A vertex x_{i} of a simple polygon P is a principal vertex if the diagonal [x_{(i − 1)}, x_{(i + 1)}] intersects the boundary of P only at x_{(i − 1)} and x_{(i + 1)}. There are two types of principal vertices: ears and mouths.
- A principal vertex x_{i} of a simple polygon P is called an ear if the diagonal [x_{(i − 1)}, x_{(i + 1)}] that bridges x_{i} lies entirely in P. (see also convex polygon) According to the two ears theorem, every simple polygon has at least two ears.
- A principal vertex x_{i} of a simple polygon P is called a mouth if the diagonal [x_{(i − 1)}, x_{(i + 1)}] lies outside the boundary of P.

===Of a plane tiling===
A vertex of a plane tiling or tessellation is a point where three or more tiles meet; generally, but not always, the tiles of a tessellation are polygons and the vertices of the tessellation are also vertices of its tiles. More generally, a tessellation can be viewed as a kind of topological cell complex, as can the faces of a polyhedron or polytope; the vertices of other kinds of complexes such as simplicial complexes are its zero-dimensional faces.
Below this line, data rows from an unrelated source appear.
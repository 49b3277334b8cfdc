// SPDX-License-Identifier: BUSL-1.1
// Copyright (c) 2026 Alfred Jean LLC

//! `munch meals` and `munch watch`

use super::{controller, restore};
use crate::output::{self, MealCard, OutputFormat};
use anyhow::Result;
use clap::Args;
use munch_core::Config;

#[derive(Args)]
pub struct MealsArgs {
    /// Print JSON instead of cards
    #[arg(long)]
    pub json: bool,
}

pub async fn meals(config: &Config, args: MealsArgs) -> Result<()> {
    let mut controller = controller(config)?;
    restore(&mut controller).await?;
    controller.pump();

    let entries = controller.current_entries();
    output::print_list(&output::cards(&entries), OutputFormat::from_json_flag(args.json));
    controller.disconnect();
    Ok(())
}

pub async fn watch(config: &Config) -> Result<()> {
    let mut controller = controller(config)?;
    restore(&mut controller).await?;
    controller.pump();
    output::print_list(&output::cards(&controller.current_entries()), OutputFormat::Text);

    let shutdown = tokio::signal::ctrl_c();
    tokio::pin!(shutdown);

    loop {
        tokio::select! {
            entry = controller.next_live_entry() => match entry {
                Some(entry) => output::print(&MealCard::from(&entry), OutputFormat::Text),
                None => {
                    tracing::warn!("live feed closed");
                    break;
                }
            },
            _ = &mut shutdown => break,
        }
    }

    controller.disconnect();
    Ok(())
}
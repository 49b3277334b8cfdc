//! `munch count` specs

use crate::prelude::*;
use serde_json::json;

#[test]
fn count_prints_ledger_total() {
    let node = RpcStub::start(vec![("eth_call", json!(encode_uint(3)))]);
    let temp = Project::pointing_at(node.url());

    temp.munch()
        .args(&["count"])
        .passes()
        .stdout_has("Total meals: 3");
    assert_eq!(node.calls(), vec!["eth_call".to_string()]);
}

#[test]
fn count_against_unreachable_node_fails() {
    let temp = Project::pointing_at("http://127.0.0.1:9");

    temp.munch()
        .args(&["count"])
        .fails()
        .stderr_has("network error");
}
//! Resource rule evaluation
//!
//! Rules are tried in ascending priority order. The first enabled rule that
//! matches decides, except that a `PASS` rule hands the request on to the
//! authentication checks.

use std::net::IpAddr;

use crate::types::{ResourceRule, RuleAction, RuleMatch};

/// Result of running a resource's rules against a request
#[derive(Debug, Clone, Copy, PartialEq, Eq)]
pub enum RuleOutcome {
    Accept,
    Drop,
    /// No rule decided; continue with authentication
    NoMatch,
}

/// Evaluate `rules` for a client address and request path.
pub fn evaluate_rules(rules: &[ResourceRule], client_ip: Option<&str>, path: &str) -> RuleOutcome {
    let mut ordered: Vec<&ResourceRule> = rules.iter().filter(|r| r.enabled).collect();
    ordered.sort_by_key(|r| r.priority);

    let ip: Option<IpAddr> = client_ip.and_then(|raw| raw.parse().ok());

    for rule in ordered {
        let matched = match rule.match_type {
            RuleMatch::Cidr => ip.map_or(false, |ip| ip_in_cidr(ip, &rule.value)),
            RuleMatch::Ip => ip.map_or(false, |ip| rule.value.parse::<IpAddr>().map_or(false, |v| v == ip)),
            RuleMatch::Path => path_matches(&rule.value, path),
        };

        if !matched {
            continue;
        }

        match rule.action {
            RuleAction::Accept => return RuleOutcome::Accept,
            RuleAction::Drop => return RuleOutcome::Drop,
            RuleAction::Pass => return RuleOutcome::NoMatch,
        }
    }

    RuleOutcome::NoMatch
}

/// Whether `ip` falls inside `cidr` (`a.b.c.d/n` or `v6/n`).
/// A bare address is treated as a single-host network.
pub fn ip_in_cidr(ip: IpAddr, cidr: &str) -> bool {
    let (network, prefix) = match cidr.split_once('/') {
        Some((net, len)) => match len.trim().parse::<u32>() {
            Ok(len) => (net.trim(), Some(len)),
            Err(_) => return false,
        },
        None => (cidr.trim(), None),
    };

    let Ok(network) = network.parse::<IpAddr>() else {
        return false;
    };

    match (ip, network) {
        (IpAddr::V4(ip), IpAddr::V4(net)) => {
            let len = prefix.unwrap_or(32);
            if len > 32 {
                return false;
            }
            let mask = if len == 0 { 0 } else { u32::MAX << (32 - len) };
            u32::from(ip) & mask == u32::from(net) & mask
        }
        (IpAddr::V6(ip), IpAddr::V6(net)) => {
            let len = prefix.unwrap_or(128);
            if len > 128 {
                return false;
            }
            let mask = if len == 0 { 0 } else { u128::MAX << (128 - len) };
            u128::from(ip) & mask == u128::from(net) & mask
        }
        _ => false,
    }
}

/// Match a request path against a rule pattern.
///
/// Patterns compare segment by segment. A `*` inside a segment matches any
/// run of characters within that segment; a trailing `*` segment matches
/// the rest of the path.
pub fn path_matches(pattern: &str, path: &str) -> bool {
    let pattern_segments: Vec<&str> = pattern.trim_matches('/').split('/').collect();
    let path_segments: Vec<&str> = path
        .split(['?', '#'])
        .next()
        .unwrap_or_default()
        .trim_matches('/')
        .split('/')
        .collect();

    match_segments(&pattern_segments, &path_segments)
}

/// Wildcard match over whole segments. A bare `*` swallows zero or more
/// segments; on a mismatch only the most recent one is retried.
fn match_segments(pattern: &[&str], path: &[&str]) -> bool {
    let (mut p, mut s) = (0, 0);
    // pattern index of the last bare `*` and the path index it resumes from
    let mut backtrack: Option<(usize, usize)> = None;

    while s < path.len() {
        if pattern.get(p) == Some(&"*") {
            backtrack = Some((p, s));
            p += 1;
        } else if pattern.get(p).is_some_and(|seg| segment_matches(seg, path[s])) {
            p += 1;
            s += 1;
        } else if let Some((star, resume)) = backtrack {
            backtrack = Some((star, resume + 1));
            p = star + 1;
            s = resume + 1;
        } else {
            return false;
        }
    }

    pattern[p..].iter().all(|seg| *seg == "*")
}

fn segment_matches(pattern: &str, segment: &str) -> bool {
    let mut parts = pattern.split('*');
    let Some(first) = parts.next() else {
        return segment.is_empty();
    };
    if !segment.starts_with(first) {
        return false;
    }
    if !pattern.contains('*') {
        return segment == pattern;
    }

    let mut rest = &segment[first.len()..];
    let pieces: Vec<&str> = parts.collect();
    for (i, piece) in pieces.iter().enumerate() {
        let last = i == pieces.len() - 1;
        if last {
            return rest.ends_with(piece);
        }
        match rest.find(piece) {
            Some(idx) => rest = &rest[idx + piece.len()..],
            None => return false,
        }
    }
    true
}

#[cfg(test)]
mod tests {
    use super::*;

    fn rule(priority: i32, action: RuleAction, match_type: RuleMatch, value: &str) -> ResourceRule {
        ResourceRule {
            rule_id: priority as i64,
            resource_id: 1,
            enabled: true,
            priority,
            action,
            match_type,
            value: value.to_string(),
        }
    }

    #[test]
    fn test_priority_order() {
        let rules = vec![
            rule(20, RuleAction::Accept, RuleMatch::Cidr, "10.0.0.0/8"),
            rule(10, RuleAction::Drop, RuleMatch::Ip, "10.1.2.3"),
        ];
        assert_eq!(evaluate_rules(&rules, Some("10.1.2.3"), "/"), RuleOutcome::Drop);
        assert_eq!(evaluate_rules(&rules, Some("10.9.9.9"), "/"), RuleOutcome::Accept);
        assert_eq!(evaluate_rules(&rules, Some("192.168.1.1"), "/"), RuleOutcome::NoMatch);
    }

    #[test]
    fn test_disabled_and_pass() {
        let mut disabled = rule(1, RuleAction::Drop, RuleMatch::Path, "/admin/*");
        disabled.enabled = false;
        let rules = vec![
            disabled,
            rule(2, RuleAction::Pass, RuleMatch::Path, "/admin/*"),
            rule(3, RuleAction::Accept, RuleMatch::Path, "/admin/*"),
        ];
        assert_eq!(evaluate_rules(&rules, None, "/admin/users"), RuleOutcome::NoMatch);
    }

    #[test]
    fn test_cidr() {
        let ip: IpAddr = "192.168.1.77".parse().unwrap();
        assert!(ip_in_cidr(ip, "192.168.1.0/24"));
        assert!(!ip_in_cidr(ip, "192.168.2.0/24"));
        assert!(ip_in_cidr(ip, "0.0.0.0/0"));
        assert!(ip_in_cidr(ip, "192.168.1.77"));
        assert!(!ip_in_cidr(ip, "192.168.1.0/33"));
        assert!(!ip_in_cidr(ip, "not-a-network"));

        let v6: IpAddr = "2001:db8::1".parse().unwrap();
        assert!(ip_in_cidr(v6, "2001:db8::/32"));
        assert!(!ip_in_cidr(v6, "10.0.0.0/8"));
    }

    #[test]
    fn test_path_patterns() {
        assert!(path_matches("/api/*", "/api/v1/users"));
        assert!(path_matches("/api/*", "/api"));
        assert!(path_matches("/static/*.css", "/static/site.css"));
        assert!(!path_matches("/static/*.css", "/static/site.js"));
        assert!(path_matches("/health", "/health?full=1"));
        assert!(!path_matches("/health", "/healthz"));
        assert!(path_matches("/*/settings", "/org/team/settings"));
    }

    #[test]
    fn test_many_bare_stars_stay_fast() {
        let pattern = format!("{}/admin", "/*".repeat(24));
        let deep = "/a".repeat(60);
        assert!(!path_matches(&pattern, &deep));
        assert!(path_matches(&pattern, &format!("{}/admin", deep)));
        assert!(path_matches("/*/*/*", "/a"));
        assert!(!path_matches("/*/x/*/y", "/a/x/b/z"));
    }
}
//! Remote verification trait
//!
//! Every decision the agent cannot make locally is delegated to the control
//! plane through [`RemoteVerificationGateway`]. Operations never return an
//! error: a failed call yields `None`, an empty value or an invalid result,
//! and the implementation logs the failure. Security checks treat those
//! sentinels as deny; enrichment lookups treat them as unknown.

use async_trait::async_trait;
use serde::{Deserialize, Serialize};

use crate::types::{LoginPage, Resource, ResourceAccessToken, ResourceRule, ResourceSession, ResourceWithAuth};

/// Platform login session
#[derive(Debug, Clone, Default, PartialEq, Serialize, Deserialize)]
#[serde(rename_all = "camelCase", default)]
pub struct UserSession {
    #[serde(alias = "id")]
    pub session_id: String,
    pub user_id: String,
    /// Unix milliseconds
    pub expires_at: i64,
}

#[derive(Debug, Clone, Default, PartialEq, Serialize, Deserialize)]
#[serde(rename_all = "camelCase", default)]
pub struct User {
    pub user_id: String,
    pub username: String,
    pub email: Option<String>,
    pub name: Option<String>,
    pub email_verified: bool,
}

#[derive(Debug, Clone, Default, PartialEq, Serialize, Deserialize)]
#[serde(rename_all = "camelCase", default)]
pub struct UserSessionWithUser {
    pub session: UserSession,
    pub user: User,
}

#[derive(Debug, Clone, Default, PartialEq, Serialize, Deserialize)]
#[serde(rename_all = "camelCase", default)]
pub struct UserOrgRole {
    pub user_id: String,
    pub org_id: String,
    pub role_id: i64,
}

#[derive(Debug, Clone, Default, PartialEq, Eq, Serialize, Deserialize)]
#[serde(rename_all = "camelCase")]
pub struct OrgAccessPolicyQuery {
    pub org_id: String,
    pub user_id: String,
    pub session_id: String,
}

#[derive(Debug, Clone, Default, PartialEq, Serialize, Deserialize)]
#[serde(rename_all = "camelCase", default)]
pub struct OrgAccessPolicyResult {
    pub allowed: bool,
    pub error: Option<String>,
}

#[derive(Debug, Clone, Default, PartialEq, Serialize, Deserialize)]
#[serde(rename_all = "camelCase", default)]
pub struct RoleResourceAccess {
    pub role_id: i64,
    pub resource_id: i64,
}

#[derive(Debug, Clone, Default, PartialEq, Serialize, Deserialize)]
#[serde(rename_all = "camelCase", default)]
pub struct UserResourceAccess {
    pub user_id: String,
    pub resource_id: i64,
}

/// Outcome of validating a resource session token
#[derive(Debug, Clone, Default, PartialEq, Serialize, Deserialize)]
#[serde(rename_all = "camelCase", default)]
pub struct ResourceSessionValidation {
    /// `None` when the token is unknown, expired or could not be checked
    pub resource_session: Option<ResourceSession>,
}

#[derive(Debug, Clone, PartialEq, Serialize, Deserialize)]
#[serde(rename_all = "camelCase")]
pub struct AccessTokenRequest {
    pub access_token: String,
    pub access_token_id: Option<String>,
    /// Unset means the token is not bound to a resource
    pub resource_id: Option<i64>,
}

#[derive(Debug, Clone, Default, PartialEq, Serialize, Deserialize)]
#[serde(rename_all = "camelCase", default)]
pub struct AccessTokenVerification {
    pub valid: bool,
    pub error: Option<String>,
    pub token_item: Option<ResourceAccessToken>,
    pub resource: Option<Resource>,
}

impl AccessTokenVerification {
    /// Result used when verification could not be performed
    pub fn invalid() -> Self {
        Self::default()
    }
}

/// Capability interface over the control plane's verification API
#[async_trait]
pub trait RemoteVerificationGateway: Send + Sync {
    /// Resource serving `domain`, with its auth methods and org
    async fn get_resource_by_domain(&self, domain: &str) -> Option<ResourceWithAuth>;

    /// Platform session and its user
    async fn get_user_session_with_user(&self, user_session_id: &str) -> Option<UserSessionWithUser>;

    /// The user's role inside an org
    async fn get_user_org_role(&self, user_id: &str, org_id: &str) -> Option<UserOrgRole>;

    /// Whether the session satisfies the org's access policy
    async fn check_org_access_policy(&self, query: &OrgAccessPolicyQuery) -> Option<OrgAccessPolicyResult>;

    /// Role-level grant on a resource
    async fn get_role_resource_access(&self, resource_id: i64, role_id: i64) -> Option<RoleResourceAccess>;

    /// User-level grant on a resource
    async fn get_user_resource_access(&self, user_id: &str, resource_id: i64) -> Option<UserResourceAccess>;

    /// Rules of a resource; `None` means the list could not be fetched
    async fn get_resource_rules(&self, resource_id: i64) -> Option<Vec<ResourceRule>>;

    /// Custom login page of an org, if any
    async fn get_org_login_page(&self, org_id: Option<&str>) -> Option<LoginPage>;

    async fn validate_resource_session_token(&self, token: &str, resource_id: i64) -> ResourceSessionValidation;

    async fn verify_resource_access_token(&self, request: &AccessTokenRequest) -> AccessTokenVerification;

    /// Autonomous system number for an address
    async fn get_asn_for_ip(&self, ip: &str) -> Option<u32>;

    /// Access log retention for an org. 0 disables logging and is also
    /// returned when the lookup fails.
    async fn get_retention_days(&self, org_id: &str) -> u32;
}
==Number of vertices of a polyhedron==

Any convex polyhedron's surface has Euler characteristic

$V - E + F = 2,$

where V is the number of vertices, E is the number of edges, and F is the number of faces. This equation is known as Euler's polyhedron formula. Thus the number of vertices is 2 more than the excess of the number of edges over the number of faces. For example, since a cube has 12 edges and 6 faces, the formula implies that it has eight vertices.

==Vertices in computer graphics==

In computer graphics, objects are often represented as triangulated polyhedra in which the object vertices are associated not only with three spatial coordinates but also with other graphical information necessary to render the object correctly, such as colors, reflectance properties, textures, and surface normal. These properties are used in rendering by a vertex shader, part of the vertex pipeline.